While Schekman was establishing the genetics of trafficking, and Rothman the first functional assays, the groups of Tom Südhof, Richard Scheller, and Reinhard Jahn were taking a more structural approach to identifying the major synaptic proteins. Südhof grew up and was educated in Germany, but came to the United States to postdoc with Brown and Goldstein in Dallas, and then remained as a faculty member. In the late 1980s and early 1990s, abundant proteins of the neuronal synapse were cloned and examined for associations (5). Several neurotoxins were found to be proteases, and the identification of the proteins later termed syntaxin and synaptobrevin as targets of these proteases, by Montecucco's group and others, provided compelling evidence for their direct role in exocytosis (6). When Südhof's group cloned and sequenced synaptotagmin, they discovered that it has C2 domains similar to the calcium-dependent protein kinase C (7). Recombinant synaptotagmin was found to bind to membranes in a calcium-dependent manner (8), and this protein was established as the major synaptic calcium sensor by an elegant combination of electrophysiology of knock-in mice with mutant synaptotagmin (9).

In a signal contribution, Rothman's group found that immobilized, purified SNAP that was incubated with detergent extract of whole brain selectively bound syntaxin and synaptobrevin proteins, and NSF and ATP were then required for their release (10). These proteins were termed soluble NEM-sensitive factor receptor, or SNARE proteins. Reinhard Jahn, with colleagues Dirk Fasshauer and Axel Brunger, showed that SNAREs with their characteristic heptad repeats can be placed in subfamilies according to the polar arginine or glutamine at a center of their SNARE domain (11), and determined the crystal structure of a complex of the four helical SNARE core domains (12). Axel Brunger and Reinhard Jahn, together with Fasshauer and Sutton, determined the crystal structure of the complex of the four helical neuronal SNARE core domains (12), revealing that SNAREs with their characteristic heptad repeats can be placed in subfamilies according to the polar arginine or glutamate at the center of the core complex (11).

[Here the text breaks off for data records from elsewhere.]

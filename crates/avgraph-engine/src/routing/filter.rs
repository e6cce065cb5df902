//! Filters of the routing engine.
//!
//! Every filter here only moves frames around: sources, sinks, passthrough,
//! fan-out and a deep copy. None of them touches sample values.

use crate::error::EngineError;
use crate::format::MediaType;

/// Upper bound on `split`/`asplit` outputs.
pub const MAX_SPLIT_OUTPUTS: usize = 64;

/// Filter types and their per-instance configuration.
#[derive(Debug, Clone, PartialEq, Eq)]
pub enum FilterKind {
    /// Video source fed by `push_frame`.
    Buffer,
    /// Audio source fed by `push_frame`.
    ABuffer,
    /// Video sink drained by `pull_frame`.
    BufferSink,
    /// Audio sink drained by `pull_frame`.
    ABufferSink,
    /// Video passthrough.
    Null,
    /// Audio passthrough.
    ANull,
    /// Video passthrough queue.
    Fifo,
    /// Audio passthrough queue.
    AFifo,
    /// Video deep copy into engine-owned memory.
    Copy,
    /// Video fan-out to `n` outputs.
    Split(usize),
    /// Audio fan-out to `n` outputs.
    ASplit(usize),
}

/// Name and one-line description of every filter, in registry order.
pub const FILTERS: &[(&str, &str)] = &[
    ("buffer", "video source fed by the caller"),
    ("abuffer", "audio source fed by the caller"),
    ("buffersink", "video sink drained by the caller"),
    ("abuffersink", "audio sink drained by the caller"),
    ("null", "pass video through unchanged"),
    ("anull", "pass audio through unchanged"),
    ("fifo", "queue video frames"),
    ("afifo", "queue audio frames"),
    ("copy", "copy video frames into engine-owned memory"),
    ("split", "send video to N outputs"),
    ("asplit", "send audio to N outputs"),
];

impl FilterKind {
    /// Looks a filter type up by name with default configuration.
    pub fn from_name(name: &str) -> Option<Self> {
        Some(match name {
            "buffer" => FilterKind::Buffer,
            "abuffer" => FilterKind::ABuffer,
            "buffersink" => FilterKind::BufferSink,
            "abuffersink" => FilterKind::ABufferSink,
            "null" => FilterKind::Null,
            "anull" => FilterKind::ANull,
            "fifo" => FilterKind::Fifo,
            "afifo" => FilterKind::AFifo,
            "copy" => FilterKind::Copy,
            "split" => FilterKind::Split(2),
            "asplit" => FilterKind::ASplit(2),
            _ => return None,
        })
    }

    /// Type name.
    pub fn name(&self) -> &'static str {
        match self {
            FilterKind::Buffer => "buffer",
            FilterKind::ABuffer => "abuffer",
            FilterKind::BufferSink => "buffersink",
            FilterKind::ABufferSink => "abuffersink",
            FilterKind::Null => "null",
            FilterKind::ANull => "anull",
            FilterKind::Fifo => "fifo",
            FilterKind::AFifo => "afifo",
            FilterKind::Copy => "copy",
            FilterKind::Split(_) => "split",
            FilterKind::ASplit(_) => "asplit",
        }
    }

    /// Media type carried by this filter's pads.
    pub fn media(&self) -> MediaType {
        match self {
            FilterKind::Buffer
            | FilterKind::BufferSink
            | FilterKind::Null
            | FilterKind::Fifo
            | FilterKind::Copy
            | FilterKind::Split(_) => MediaType::Video,
            FilterKind::ABuffer
            | FilterKind::ABufferSink
            | FilterKind::ANull
            | FilterKind::AFifo
            | FilterKind::ASplit(_) => MediaType::Audio,
        }
    }

    /// Number of input pads.
    pub fn inputs(&self) -> usize {
        match self {
            FilterKind::Buffer | FilterKind::ABuffer => 0,
            _ => 1,
        }
    }

    /// Number of output pads.
    pub fn outputs(&self) -> usize {
        match self {
            FilterKind::BufferSink | FilterKind::ABufferSink => 0,
            FilterKind::Split(n) | FilterKind::ASplit(n) => *n,
            _ => 1,
        }
    }

    /// `true` for `buffer`/`abuffer`.
    pub fn is_source(&self) -> bool {
        matches!(self, FilterKind::Buffer | FilterKind::ABuffer)
    }

    /// `true` for `buffersink`/`abuffersink`.
    pub fn is_sink(&self) -> bool {
        matches!(self, FilterKind::BufferSink | FilterKind::ABufferSink)
    }

    /// `true` when the filter honours the `enable` command.
    pub fn has_timeline(&self) -> bool {
        matches!(
            self,
            FilterKind::Null | FilterKind::ANull | FilterKind::Fifo | FilterKind::AFifo | FilterKind::Copy
        )
    }

    /// Applies initialisation arguments.
    ///
    /// `split`/`asplit` take the output count, positionally or as
    /// `outputs=N`. Sources accept and ignore arguments (parameters arrive
    /// through `set_source_params`); everything else takes none.
    pub fn apply_args(&mut self, args: &str) -> Result<(), EngineError> {
        let args = args.trim();
        if args.is_empty() {
            return Ok(());
        }
        match self {
            FilterKind::Split(n) | FilterKind::ASplit(n) => {
                let value = args.strip_prefix("outputs=").unwrap_or(args);
                let count: usize = value.parse().map_err(|_| {
                    EngineError::InvalidArgument(format!("split: bad output count '{value}'"))
                })?;
                if count == 0 || count > MAX_SPLIT_OUTPUTS {
                    return Err(EngineError::InvalidArgument(format!(
                        "split: output count {count} outside 1..={MAX_SPLIT_OUTPUTS}"
                    )));
                }
                *n = count;
                Ok(())
            }
            FilterKind::Buffer | FilterKind::ABuffer => Ok(()),
            other => Err(EngineError::InvalidArgument(format!(
                "{} takes no arguments, got '{args}'",
                other.name()
            ))),
        }
    }
}

#[cfg(test)]
mod tests {
    use super::*;

    #[test]
    fn registry_names_resolve() {
        for (name, _) in FILTERS {
            let kind = FilterKind::from_name(name).unwrap();
            assert_eq!(kind.name(), *name);
        }
        assert!(FilterKind::from_name("scale").is_none());
    }

    #[test]
    fn split_takes_output_count() {
        let mut k = FilterKind::from_name("split").unwrap();
        k.apply_args("4").unwrap();
        assert_eq!(k.outputs(), 4);
        k.apply_args("outputs=3").unwrap();
        assert_eq!(k, FilterKind::Split(3));
        assert!(k.apply_args("0").is_err());
        assert!(k.apply_args("many").is_err());
    }

    #[test]
    fn passthrough_rejects_arguments() {
        let mut k = FilterKind::Null;
        assert!(k.apply_args("").is_ok());
        assert!(matches!(
            k.apply_args("x=1"),
            Err(EngineError::InvalidArgument(_))
        ));
    }

    #[test]
    fn pad_counts() {
        assert_eq!(FilterKind::Buffer.inputs(), 0);
        assert_eq!(FilterKind::ABufferSink.outputs(), 0);
        assert_eq!(FilterKind::ASplit(5).outputs(), 5);
        assert_eq!(FilterKind::Copy.media(), MediaType::Video);
    }
}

The SNAREs were shown to directly catalyze lipid mixing in proteoliposomes (13), establishing their central role in fusion. SNARE function is tightly coupled to bound proteins such as Munc13 and Munc18 for synaptic fusion and by Sec1/Munc18 homologs and large tethering complexes for many other intracellular SNARE-dependent membrane fusion events. Reconstituted reactions reflecting more of the complete physiological complexity, regulation, and kinetics have appeared (14–17). The neuronal fusion reconstitution is strictly dependent on Munc18-1and Munc13 (17), in full accord with Südhof's group's findings.

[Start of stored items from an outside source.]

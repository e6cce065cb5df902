//! Negotiated stream formats.
//!
//! A [`MediaDescriptor`] is what a pad remembers of the last format it saw.
//! Input pads derive it from a flow definition and turn it into source
//! parameters; output pads derive it from sink parameters to notice when a
//! new flow definition must be published.

use avgraph_engine::{
    AudioParams, ChannelLayout, ColorPrimaries, ColorRange, ColorSpace, PixelFormat, Ratio,
    SampleFormat, StreamParams, TransferCharacteristic, VideoParams,
};
use avgraph_media::{FlowDef, MediaKind, PlaneLayout, Rational};

use crate::error::StageError;
use crate::formats::{
    PIPELINE_TIME_BASE, pixel_format_from_flow, pixel_planes,
    rational_from_ratio, ratio_from_rational, sample_format_from_flow,
};

/// Picture format.
#[derive(Debug, Clone, PartialEq, Eq)]
pub struct VideoDescriptor {
    /// Engine pixel format (a hardware format for surfaces).
    pub format: PixelFormat,
    /// Pipeline planes in engine order; empty for hardware surfaces.
    pub planes: Vec<PlaneLayout>,
    /// Width in pixels.
    pub width: u32,
    /// Height in lines.
    pub height: u32,
    /// Sample aspect ratio, zero when unknown.
    pub sar: Rational,
    /// Frame rate, zero when unknown.
    pub fps: Rational,
    /// Full-range samples.
    pub full_range: bool,
    /// Colour primaries code point.
    pub primaries: ColorPrimaries,
    /// Transfer characteristics code point.
    pub transfer: TransferCharacteristic,
    /// Matrix coefficients code point.
    pub matrix: ColorSpace,
}

/// Sound format.
#[derive(Debug, Clone, Copy, PartialEq, Eq)]
pub struct AudioDescriptor {
    /// Engine sample format.
    pub format: SampleFormat,
    /// Sample rate in Hz.
    pub sample_rate: u32,
    /// Channel layout.
    pub layout: ChannelLayout,
}

/// The last negotiated format of a pad.
#[derive(Debug, Clone, PartialEq, Eq)]
pub enum MediaDescriptor {
    /// Pictures.
    Video(VideoDescriptor),
    /// Sound.
    Audio(AudioDescriptor),
}

fn code_point(value: Option<i64>) -> i32 {
    value.and_then(|v| i32::try_from(v).ok()).unwrap_or(2)
}

impl MediaDescriptor {
    /// Reads a flow definition.
    ///
    /// Definitions that are neither picture nor sound are [`StageError::Unhandled`];
    /// missing or out-of-range attributes are [`StageError::Invalid`].
    pub fn from_flow_def(flow: &FlowDef) -> Result<Self, StageError> {
        match flow.kind() {
            Some(MediaKind::Picture) => {
                let format = pixel_format_from_flow(flow, false)?;
                let planes = pixel_planes(format).unwrap_or_default();
                let size = |v: u64, what: &str| {
                    u32::try_from(v)
                        .ok()
                        .filter(|v| *v > 0)
                        .ok_or_else(|| StageError::invalid(format!("bad {what} {v}")))
                };
                Ok(MediaDescriptor::Video(VideoDescriptor {
                    format,
                    planes,
                    width: size(flow.hsize()?, "width")?,
                    height: size(flow.vsize()?, "height")?,
                    sar: flow.sar().unwrap_or(Rational::new(0, 1)),
                    fps: flow.fps().unwrap_or(Rational::new(0, 1)),
                    full_range: flow.full_range(),
                    primaries: ColorPrimaries(code_point(flow.colour_primaries())),
                    transfer: TransferCharacteristic(code_point(flow.transfer_characteristics())),
                    matrix: ColorSpace(code_point(flow.matrix_coefficients())),
                }))
            }
            Some(MediaKind::Sound) => {
                let (format, layout) = sample_format_from_flow(flow)?;
                let rate = flow.rate()?;
                let sample_rate = u32::try_from(rate)
                    .ok()
                    .filter(|r| *r > 0)
                    .ok_or_else(|| StageError::invalid(format!("bad sample rate {rate}")))?;
                Ok(MediaDescriptor::Audio(AudioDescriptor {
                    format,
                    sample_rate,
                    layout,
                }))
            }
            None => Err(StageError::unhandled(format!(
                "unsupported flow definition '{}'",
                flow.def().unwrap_or("")
            ))),
        }
    }

    /// Reads negotiated sink parameters.
    ///
    /// An unknown frame rate falls back to the inverse of the time base.
    pub fn from_stream(params: &StreamParams) -> Self {
        match params {
            StreamParams::Video(v) => {
                let fps = v
                    .frame_rate
                    .filter(|r| !r.is_zero())
                    .unwrap_or_else(|| v.time_base.inverse());
                let format = v.hw_frames.as_ref().map_or(v.format, |hw| hw.sw_format());
                MediaDescriptor::Video(VideoDescriptor {
                    format,
                    planes: pixel_planes(format).unwrap_or_default(),
                    width: v.width,
                    height: v.height,
                    sar: rational_from_ratio(v.sar.unwrap_or(Ratio::new(0, 1))),
                    fps: rational_from_ratio(fps),
                    full_range: v.color_range == ColorRange::Full,
                    primaries: ColorPrimaries::default(),
                    transfer: TransferCharacteristic::default(),
                    matrix: v.colorspace,
                })
            }
            StreamParams::Audio(a) => MediaDescriptor::Audio(AudioDescriptor {
                format: a.format,
                sample_rate: a.sample_rate,
                layout: a.layout,
            }),
        }
    }

    /// Pipeline media kind.
    pub fn kind(&self) -> MediaKind {
        match self {
            MediaDescriptor::Video(_) => MediaKind::Picture,
            MediaDescriptor::Audio(_) => MediaKind::Sound,
        }
    }

    /// Compares the fields that decide whether a graph must be rebuilt.
    ///
    /// Everything that reaches the source parameters takes part. Primaries
    /// and transfer only tag frames and do not.
    pub fn same_format(&self, other: &MediaDescriptor) -> bool {
        match (self, other) {
            (MediaDescriptor::Video(a), MediaDescriptor::Video(b)) => {
                a.format == b.format
                    && a.width == b.width
                    && a.height == b.height
                    && a.sar.simplified() == b.sar.simplified()
                    && a.fps.simplified() == b.fps.simplified()
                    && a.full_range == b.full_range
                    && a.matrix == b.matrix
            }
            (MediaDescriptor::Audio(a), MediaDescriptor::Audio(b)) => a == b,
            _ => false,
        }
    }

    /// Source parameters for a buffer source, in the pipeline time base.
    pub fn stream_params(&self) -> Result<StreamParams, StageError> {
        match self {
            MediaDescriptor::Video(v) => {
                let mut params = VideoParams::new(PIPELINE_TIME_BASE, v.format, v.width, v.height);
                if !v.sar.is_zero() {
                    params.sar = Some(ratio_from_rational(v.sar)?);
                }
                if !v.fps.is_zero() {
                    params.frame_rate = Some(ratio_from_rational(v.fps)?);
                }
                params.color_range = if v.full_range {
                    ColorRange::Full
                } else {
                    ColorRange::Limited
                };
                params.colorspace = v.matrix;
                Ok(StreamParams::Video(params))
            }
            MediaDescriptor::Audio(a) => Ok(StreamParams::Audio(AudioParams {
                time_base: PIPELINE_TIME_BASE,
                format: a.format,
                sample_rate: a.sample_rate,
                layout: a.layout,
            })),
        }
    }
}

What do these three brilliant scientists honored with this year's Nobel award share in common? Short, tall, East coast, West coast, thin, less-thin—no common feature meets the eye. However, each is scientifically fearless and passionately in love with science, each conveys his full enthusiasm and brilliance in lectures, and each is endowed with wonderful humor and personal charm. It is this full devotion, and joy in the work, that unites this year's Nobelists, with each other and with their many friends and admirers around the world.